Based on this analysis, Jakob seems confused. It’s not that technology doesn’t work; quite the contrary, it’s astonishing the consistency with which it does work. His denial of this fact makes his ‘tech doesn’t work’ argument seem like a hasty generalization at best.
Building on his critique Jakob makes a bold series of claims in an indignant tone:
“All the world’s programmers should do no other work the next two years than fixing bugs. New features will do the world much less good than getting the existing features implemented correctly so that they work every time, without fail.”

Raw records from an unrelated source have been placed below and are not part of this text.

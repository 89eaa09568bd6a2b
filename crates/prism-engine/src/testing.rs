//! Scripted [`GraphicsBackend`] for tests.

use std::cell::RefCell;
use std::collections::VecDeque;
use std::path::Path;
use std::rc::Rc;

use crate::asset::MaterialImages;
use crate::batch::{Batch, PackedGeometry};
use crate::device::{
    BufferError, ClearValues, DeviceError, DeviceState, DeviceStatus, GraphicsBackend,
};
use crate::render::{
    FileWatch, FrameConstants, ShaderError, TechniqueDesc, WatchError, WatchHandle,
};

#[derive(Debug, Clone, PartialEq)]
pub enum Call {
    CreateStaticBuffers { vertices: usize, indices: usize },
    UploadMaterials(usize),
    CheckStatus,
    DeviceLost,
    DeviceAvailable,
    Fatal(String),
    StateChanged(DeviceState, DeviceState),
    Recompile,
    BeginScene,
    BindStaticBuffers,
    BeginPass { technique: usize, pass: usize },
    SetFrameConstants,
    BindMaterial(usize),
    Draw { index_offset: u32, primitive_count: u32 },
    EndPass,
    EndScene,
    Present,
}

/// Records every call and answers status queries from a script. Once the
/// script runs out every query reports [`DeviceStatus::Ok`].
pub struct FakeBackend {
    pub calls: Vec<Call>,
    pub script: VecDeque<DeviceStatus>,
    pub techniques: Vec<TechniqueDesc>,
    /// Techniques installed by the next successful recompile.
    pub recompiled: Vec<TechniqueDesc>,
    /// Number of upcoming resets that fail.
    pub fail_resets: u32,
    pub fail_buffers: bool,
    pub fail_recompile: bool,
}

impl Default for FakeBackend {
    fn default() -> Self {
        let single = vec![TechniqueDesc {
            name: "textured".into(),
            passes: 1,
        }];
        Self {
            calls: Vec::new(),
            script: VecDeque::new(),
            techniques: single.clone(),
            recompiled: single,
            fail_resets: 0,
            fail_buffers: false,
            fail_recompile: false,
        }
    }
}

impl FakeBackend {
    pub fn scripted(statuses: &[DeviceStatus]) -> Self {
        Self {
            script: statuses.iter().copied().collect(),
            ..Self::default()
        }
    }

    pub fn count(&self, pred: impl Fn(&Call) -> bool) -> usize {
        self.calls.iter().filter(|c| pred(c)).count()
    }

    pub fn transitions(&self) -> Vec<(DeviceState, DeviceState)> {
        self.calls
            .iter()
            .filter_map(|c| match c {
                Call::StateChanged(from, to) => Some((*from, *to)),
                _ => None,
            })
            .collect()
    }

    /// `(index_offset, primitive_count)` of every draw, in order.
    pub fn draws(&self) -> Vec<(u32, u32)> {
        self.calls
            .iter()
            .filter_map(|c| match c {
                Call::Draw {
                    index_offset,
                    primitive_count,
                } => Some((*index_offset, *primitive_count)),
                _ => None,
            })
            .collect()
    }
}

impl GraphicsBackend for FakeBackend {
    type StaticBuffers = ();

    fn create_static_buffers(&mut self, packed: &PackedGeometry) -> Result<(), BufferError> {
        self.calls.push(Call::CreateStaticBuffers {
            vertices: packed.vertices.len(),
            indices: packed.indices.len(),
        });
        if self.fail_buffers {
            return Err(BufferError::DeviceUnavailable);
        }
        Ok(())
    }

    fn upload_materials(&mut self, materials: &[MaterialImages]) -> Result<(), BufferError> {
        self.calls.push(Call::UploadMaterials(materials.len()));
        Ok(())
    }

    fn check_status(&mut self) -> DeviceStatus {
        self.calls.push(Call::CheckStatus);
        self.script.pop_front().unwrap_or(DeviceStatus::Ok)
    }

    fn on_device_lost(&mut self) {
        self.calls.push(Call::DeviceLost);
    }

    fn on_device_available(&mut self) -> Result<(), DeviceError> {
        self.calls.push(Call::DeviceAvailable);
        if self.fail_resets > 0 {
            self.fail_resets -= 1;
            return Err(DeviceError::SurfaceUnavailable {
                width: 0,
                height: 0,
            });
        }
        Ok(())
    }

    fn notify_fatal(&mut self, message: &str) {
        self.calls.push(Call::Fatal(message.to_string()));
    }

    fn on_state_changed(&mut self, from: DeviceState, to: DeviceState) {
        self.calls.push(Call::StateChanged(from, to));
    }

    fn techniques(&self) -> &[TechniqueDesc] {
        &self.techniques
    }

    fn recompile_shader(&mut self) -> Result<(), ShaderError> {
        self.calls.push(Call::Recompile);
        if self.fail_recompile {
            return Err(ShaderError::Parse("unexpected token".into()));
        }
        self.techniques = self.recompiled.clone();
        Ok(())
    }

    fn begin_scene(&mut self, _clear: &ClearValues) {
        self.calls.push(Call::BeginScene);
    }

    fn bind_static_buffers(&mut self, _buffers: &()) {
        self.calls.push(Call::BindStaticBuffers);
    }

    fn begin_pass(&mut self, technique: usize, pass: usize) {
        self.calls.push(Call::BeginPass { technique, pass });
    }

    fn set_frame_constants(&mut self, _constants: &FrameConstants) {
        self.calls.push(Call::SetFrameConstants);
    }

    fn bind_material(&mut self, material_index: usize) {
        self.calls.push(Call::BindMaterial(material_index));
    }

    fn draw_indexed(&mut self, batch: &Batch) {
        self.calls.push(Call::Draw {
            index_offset: batch.index_offset,
            primitive_count: batch.primitive_count,
        });
    }

    fn end_pass(&mut self) {
        self.calls.push(Call::EndPass);
    }

    fn end_scene(&mut self) {
        self.calls.push(Call::EndScene);
    }

    fn present(&mut self) {
        self.calls.push(Call::Present);
    }
}

/// [`FileWatch`] whose change flags are flipped by hand through a shared handle.
#[derive(Default)]
pub struct ManualWatch {
    pub flags: Rc<RefCell<Vec<bool>>>,
}

impl FileWatch for ManualWatch {
    fn watch(&mut self, _path: &Path) -> Result<WatchHandle, WatchError> {
        let mut flags = self.flags.borrow_mut();
        flags.push(false);
        Ok(WatchHandle(flags.len() - 1))
    }

    fn changed(&mut self, handle: WatchHandle) -> bool {
        std::mem::take(&mut self.flags.borrow_mut()[handle.0])
    }
}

The problem with this argument is that it wrongly assumes fixing bugs unanimously provides more benefit to the user experience than adding features. It doesn’t. Many bugs, especially in obscure parts of an app, are encountered so rarely that the utility of fixing them is marginal at best. Whereas certain features, if added, can be a boon.
For example, take a new GPS feature that points vulnerable members of the population to where they can access vaccinations. That add-on may provide value to thousands, maybe even millions of people — a good for the world we’d never realize if all programmers did was fix bugs.
Based on this assessment, Jakob’s proposal comes across as a glib rallying cry largely devoid of the nuance you would expect from a thinker of his stature.
Granted, he was probably being tongue in cheek. However, even if we modify his claim such that it concerns the vast majority of programmers rather than all — it’s still a weak argument. There are simply too many factors to consider, such as industry, user type, and the distribution of error severity, to make such a sweeping claim.
In the end, some UX practitioners might interpret his arguments in a fairly literal manner because he’s a thought leader in their space. Indeed, he should be a leader — Jakob’s usability heuristics are a perennial source of insight — however, some of his more emphatic claims are worth raising an eyebrow to.
Endnote
1 Jakob takes the 10 billion hours wasted and divides it by the number of hours in the average person’s life. The result? Errors cost us 23,000 lifetimes annually, more than the number of people killed by sharks and tornados each year.
While his math is clever, I take issue with it on two points. First, the number of people killed by sharks and tornados is relatively low, so being greater than that number isn’t saying much. Second, there’s a far-fetched analogy that’s implied: dying by shark or tornado is like a lifetime wasted debugging. Surely, there’s a difference. Death by a natural disaster is a tragedy; debugging is an inconvenience. Granted, errors annoy users but to insinuate that they are a catastrophe is a stretch.